> _Instructions to follow_
In the entries that follow, count each line containing "Sender" and state the total, nothing more.

___ Source material

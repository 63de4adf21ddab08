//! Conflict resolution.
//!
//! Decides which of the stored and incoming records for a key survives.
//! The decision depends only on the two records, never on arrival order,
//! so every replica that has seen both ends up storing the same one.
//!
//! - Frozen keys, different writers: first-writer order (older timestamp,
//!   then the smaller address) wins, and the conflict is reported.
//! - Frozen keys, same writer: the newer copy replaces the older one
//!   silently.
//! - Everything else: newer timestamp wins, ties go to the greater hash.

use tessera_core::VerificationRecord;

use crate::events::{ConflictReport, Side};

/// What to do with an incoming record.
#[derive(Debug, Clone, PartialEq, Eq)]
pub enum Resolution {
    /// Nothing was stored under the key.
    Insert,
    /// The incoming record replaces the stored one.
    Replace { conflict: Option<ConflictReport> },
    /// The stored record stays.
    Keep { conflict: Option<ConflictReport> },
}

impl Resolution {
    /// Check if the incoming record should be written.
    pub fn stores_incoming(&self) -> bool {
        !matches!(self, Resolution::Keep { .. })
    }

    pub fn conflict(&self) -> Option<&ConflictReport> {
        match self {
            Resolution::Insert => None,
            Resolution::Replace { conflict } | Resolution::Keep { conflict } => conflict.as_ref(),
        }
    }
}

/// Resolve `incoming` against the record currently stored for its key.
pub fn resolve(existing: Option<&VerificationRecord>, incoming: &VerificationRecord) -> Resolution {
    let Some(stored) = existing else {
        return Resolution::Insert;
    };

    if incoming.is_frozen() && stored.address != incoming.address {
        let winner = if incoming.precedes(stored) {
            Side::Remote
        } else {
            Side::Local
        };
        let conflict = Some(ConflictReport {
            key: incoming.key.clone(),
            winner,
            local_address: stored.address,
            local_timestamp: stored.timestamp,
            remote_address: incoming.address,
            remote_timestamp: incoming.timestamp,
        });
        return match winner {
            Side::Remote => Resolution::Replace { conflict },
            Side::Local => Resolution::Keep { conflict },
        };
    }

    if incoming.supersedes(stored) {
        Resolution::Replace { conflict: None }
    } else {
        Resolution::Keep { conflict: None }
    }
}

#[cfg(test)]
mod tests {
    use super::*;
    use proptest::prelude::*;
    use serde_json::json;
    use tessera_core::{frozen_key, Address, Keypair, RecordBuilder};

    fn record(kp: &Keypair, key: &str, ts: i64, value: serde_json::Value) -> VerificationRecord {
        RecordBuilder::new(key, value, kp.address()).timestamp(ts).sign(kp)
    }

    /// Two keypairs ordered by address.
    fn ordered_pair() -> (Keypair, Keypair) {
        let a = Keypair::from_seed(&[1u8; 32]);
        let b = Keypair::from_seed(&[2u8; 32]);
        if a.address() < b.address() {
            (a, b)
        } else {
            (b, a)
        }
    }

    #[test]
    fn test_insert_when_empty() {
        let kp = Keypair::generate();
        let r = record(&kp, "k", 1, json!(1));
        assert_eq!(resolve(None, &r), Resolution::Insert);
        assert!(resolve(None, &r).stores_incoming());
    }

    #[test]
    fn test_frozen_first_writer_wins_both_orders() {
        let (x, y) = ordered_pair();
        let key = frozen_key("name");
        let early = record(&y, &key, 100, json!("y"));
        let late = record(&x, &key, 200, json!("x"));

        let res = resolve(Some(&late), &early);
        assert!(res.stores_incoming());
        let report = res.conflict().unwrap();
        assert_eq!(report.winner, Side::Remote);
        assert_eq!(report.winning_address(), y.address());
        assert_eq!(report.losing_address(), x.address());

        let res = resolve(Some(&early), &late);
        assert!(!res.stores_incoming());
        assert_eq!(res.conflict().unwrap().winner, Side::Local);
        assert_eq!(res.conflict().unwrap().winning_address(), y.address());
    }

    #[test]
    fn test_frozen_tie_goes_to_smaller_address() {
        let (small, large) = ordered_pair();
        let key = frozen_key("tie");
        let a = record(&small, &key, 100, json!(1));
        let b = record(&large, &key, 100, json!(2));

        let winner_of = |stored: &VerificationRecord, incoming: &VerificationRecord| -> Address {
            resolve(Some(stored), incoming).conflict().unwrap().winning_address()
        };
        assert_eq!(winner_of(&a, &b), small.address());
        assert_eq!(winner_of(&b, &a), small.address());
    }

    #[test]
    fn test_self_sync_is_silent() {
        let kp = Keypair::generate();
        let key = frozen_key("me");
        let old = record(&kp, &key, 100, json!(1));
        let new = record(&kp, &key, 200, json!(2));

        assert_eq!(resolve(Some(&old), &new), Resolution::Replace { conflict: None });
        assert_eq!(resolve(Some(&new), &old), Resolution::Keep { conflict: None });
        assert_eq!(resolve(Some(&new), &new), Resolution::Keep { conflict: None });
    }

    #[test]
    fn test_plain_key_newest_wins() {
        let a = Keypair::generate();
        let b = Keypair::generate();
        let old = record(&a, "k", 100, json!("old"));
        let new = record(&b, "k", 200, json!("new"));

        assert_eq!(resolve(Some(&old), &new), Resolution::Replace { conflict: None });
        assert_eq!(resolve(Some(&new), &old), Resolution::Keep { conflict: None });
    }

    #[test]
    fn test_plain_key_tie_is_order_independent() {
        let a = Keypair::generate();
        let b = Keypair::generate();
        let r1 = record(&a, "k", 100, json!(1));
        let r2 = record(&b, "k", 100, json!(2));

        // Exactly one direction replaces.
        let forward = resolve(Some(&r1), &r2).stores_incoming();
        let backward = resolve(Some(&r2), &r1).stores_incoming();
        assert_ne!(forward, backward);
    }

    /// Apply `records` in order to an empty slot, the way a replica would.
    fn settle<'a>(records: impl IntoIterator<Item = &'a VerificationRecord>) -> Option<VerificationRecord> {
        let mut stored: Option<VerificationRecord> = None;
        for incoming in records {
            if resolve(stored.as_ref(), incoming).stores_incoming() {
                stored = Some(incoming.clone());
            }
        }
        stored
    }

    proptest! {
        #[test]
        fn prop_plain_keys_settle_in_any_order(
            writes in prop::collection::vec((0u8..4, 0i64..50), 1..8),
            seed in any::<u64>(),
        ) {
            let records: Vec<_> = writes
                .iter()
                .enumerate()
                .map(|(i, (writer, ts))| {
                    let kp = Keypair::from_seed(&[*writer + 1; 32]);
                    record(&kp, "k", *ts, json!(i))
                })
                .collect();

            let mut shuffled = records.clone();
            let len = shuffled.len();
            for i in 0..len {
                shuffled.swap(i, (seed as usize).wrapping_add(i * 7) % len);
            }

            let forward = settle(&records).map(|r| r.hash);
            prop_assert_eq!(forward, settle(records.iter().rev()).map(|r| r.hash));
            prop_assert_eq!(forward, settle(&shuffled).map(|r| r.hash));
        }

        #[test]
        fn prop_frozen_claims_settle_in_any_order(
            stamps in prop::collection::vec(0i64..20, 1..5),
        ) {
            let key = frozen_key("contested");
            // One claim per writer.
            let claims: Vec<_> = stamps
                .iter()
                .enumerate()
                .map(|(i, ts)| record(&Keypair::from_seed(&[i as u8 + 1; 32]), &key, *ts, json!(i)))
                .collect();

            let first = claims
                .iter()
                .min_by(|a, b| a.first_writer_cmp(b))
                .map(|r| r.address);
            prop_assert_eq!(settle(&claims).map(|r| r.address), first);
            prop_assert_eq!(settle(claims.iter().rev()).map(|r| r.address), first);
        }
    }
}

______
___ Source material

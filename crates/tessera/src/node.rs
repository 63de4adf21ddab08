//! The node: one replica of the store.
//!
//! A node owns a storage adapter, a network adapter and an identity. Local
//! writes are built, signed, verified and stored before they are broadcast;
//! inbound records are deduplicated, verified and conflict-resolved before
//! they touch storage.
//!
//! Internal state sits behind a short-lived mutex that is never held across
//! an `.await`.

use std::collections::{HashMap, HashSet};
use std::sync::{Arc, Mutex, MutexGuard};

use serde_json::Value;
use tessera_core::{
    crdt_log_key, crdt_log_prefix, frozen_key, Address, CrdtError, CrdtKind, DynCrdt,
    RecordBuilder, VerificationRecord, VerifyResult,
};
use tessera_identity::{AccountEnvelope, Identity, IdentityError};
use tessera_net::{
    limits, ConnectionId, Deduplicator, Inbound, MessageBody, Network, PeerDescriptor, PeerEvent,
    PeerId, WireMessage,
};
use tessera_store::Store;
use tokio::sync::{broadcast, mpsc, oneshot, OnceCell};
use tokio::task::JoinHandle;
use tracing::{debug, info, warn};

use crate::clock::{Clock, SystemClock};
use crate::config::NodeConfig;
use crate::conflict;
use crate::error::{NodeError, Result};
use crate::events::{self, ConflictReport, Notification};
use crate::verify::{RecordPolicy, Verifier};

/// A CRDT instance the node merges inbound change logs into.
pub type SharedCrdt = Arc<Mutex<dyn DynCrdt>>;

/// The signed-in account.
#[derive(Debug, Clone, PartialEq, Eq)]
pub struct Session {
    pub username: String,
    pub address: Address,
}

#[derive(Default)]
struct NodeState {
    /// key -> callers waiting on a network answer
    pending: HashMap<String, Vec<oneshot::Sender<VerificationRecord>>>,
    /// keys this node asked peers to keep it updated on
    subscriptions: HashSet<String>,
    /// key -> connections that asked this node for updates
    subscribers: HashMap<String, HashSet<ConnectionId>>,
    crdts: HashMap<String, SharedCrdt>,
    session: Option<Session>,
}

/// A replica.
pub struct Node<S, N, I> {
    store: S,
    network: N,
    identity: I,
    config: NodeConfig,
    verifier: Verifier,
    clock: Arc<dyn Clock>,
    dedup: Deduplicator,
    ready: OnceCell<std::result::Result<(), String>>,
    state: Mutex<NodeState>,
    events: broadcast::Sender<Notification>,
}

______
___ Source material

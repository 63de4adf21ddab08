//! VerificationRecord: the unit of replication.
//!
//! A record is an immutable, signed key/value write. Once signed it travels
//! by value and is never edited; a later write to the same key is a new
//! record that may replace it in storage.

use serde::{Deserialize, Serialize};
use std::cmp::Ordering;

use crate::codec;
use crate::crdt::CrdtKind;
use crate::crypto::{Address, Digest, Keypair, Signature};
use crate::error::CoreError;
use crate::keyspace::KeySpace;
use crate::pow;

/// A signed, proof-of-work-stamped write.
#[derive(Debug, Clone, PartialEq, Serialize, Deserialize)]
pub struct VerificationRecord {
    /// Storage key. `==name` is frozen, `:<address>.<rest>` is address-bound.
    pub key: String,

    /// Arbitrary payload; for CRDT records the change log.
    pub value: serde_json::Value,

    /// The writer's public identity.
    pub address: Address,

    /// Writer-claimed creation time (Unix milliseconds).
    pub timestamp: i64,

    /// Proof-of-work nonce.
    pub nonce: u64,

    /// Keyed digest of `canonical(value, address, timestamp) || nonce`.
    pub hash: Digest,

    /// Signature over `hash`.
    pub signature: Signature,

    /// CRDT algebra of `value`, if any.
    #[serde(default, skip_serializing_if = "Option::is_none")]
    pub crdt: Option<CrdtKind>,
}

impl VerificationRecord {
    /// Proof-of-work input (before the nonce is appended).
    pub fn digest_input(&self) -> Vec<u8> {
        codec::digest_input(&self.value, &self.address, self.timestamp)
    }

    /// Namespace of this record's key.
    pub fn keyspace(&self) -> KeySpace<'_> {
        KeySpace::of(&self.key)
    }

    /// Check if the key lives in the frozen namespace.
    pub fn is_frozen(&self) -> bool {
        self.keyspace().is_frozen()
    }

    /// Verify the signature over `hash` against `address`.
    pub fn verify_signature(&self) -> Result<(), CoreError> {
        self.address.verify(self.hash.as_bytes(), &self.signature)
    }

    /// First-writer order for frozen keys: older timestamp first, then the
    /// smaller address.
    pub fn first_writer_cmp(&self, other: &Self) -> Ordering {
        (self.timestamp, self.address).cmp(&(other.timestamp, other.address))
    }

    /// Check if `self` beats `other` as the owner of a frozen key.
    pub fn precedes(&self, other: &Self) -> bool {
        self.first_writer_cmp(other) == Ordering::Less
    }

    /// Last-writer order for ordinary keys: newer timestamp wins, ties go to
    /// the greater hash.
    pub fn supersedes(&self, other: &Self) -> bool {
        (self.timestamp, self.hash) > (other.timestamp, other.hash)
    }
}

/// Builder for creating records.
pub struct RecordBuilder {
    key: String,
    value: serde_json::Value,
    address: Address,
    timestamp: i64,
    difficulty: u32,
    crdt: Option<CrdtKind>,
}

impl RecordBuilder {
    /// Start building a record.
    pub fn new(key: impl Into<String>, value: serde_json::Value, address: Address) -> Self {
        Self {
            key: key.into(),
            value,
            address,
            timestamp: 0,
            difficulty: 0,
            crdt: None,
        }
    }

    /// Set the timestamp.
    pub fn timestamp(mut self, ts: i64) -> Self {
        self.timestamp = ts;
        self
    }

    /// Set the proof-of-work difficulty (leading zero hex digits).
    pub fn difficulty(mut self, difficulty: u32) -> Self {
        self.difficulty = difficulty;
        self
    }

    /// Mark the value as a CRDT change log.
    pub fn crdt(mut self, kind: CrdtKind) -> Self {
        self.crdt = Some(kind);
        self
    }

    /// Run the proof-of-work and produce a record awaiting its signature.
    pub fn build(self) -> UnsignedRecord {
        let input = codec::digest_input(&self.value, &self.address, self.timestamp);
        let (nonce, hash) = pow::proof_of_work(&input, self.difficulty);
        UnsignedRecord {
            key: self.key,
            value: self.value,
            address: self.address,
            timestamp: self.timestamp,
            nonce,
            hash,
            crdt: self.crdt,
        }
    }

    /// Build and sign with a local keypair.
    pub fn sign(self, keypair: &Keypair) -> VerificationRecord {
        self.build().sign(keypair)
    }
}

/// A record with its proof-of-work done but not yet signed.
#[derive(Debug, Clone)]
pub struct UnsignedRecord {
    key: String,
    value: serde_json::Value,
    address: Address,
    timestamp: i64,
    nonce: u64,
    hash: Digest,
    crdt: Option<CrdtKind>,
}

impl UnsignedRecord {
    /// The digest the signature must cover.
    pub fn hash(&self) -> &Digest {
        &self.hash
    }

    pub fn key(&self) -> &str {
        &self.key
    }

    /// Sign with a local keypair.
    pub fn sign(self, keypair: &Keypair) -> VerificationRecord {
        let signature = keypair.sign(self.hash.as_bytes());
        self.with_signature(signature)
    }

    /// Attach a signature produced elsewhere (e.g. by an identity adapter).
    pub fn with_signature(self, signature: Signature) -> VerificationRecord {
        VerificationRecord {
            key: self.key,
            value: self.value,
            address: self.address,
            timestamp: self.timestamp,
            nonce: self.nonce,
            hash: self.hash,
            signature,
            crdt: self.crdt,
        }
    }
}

______

> _Written solution_
2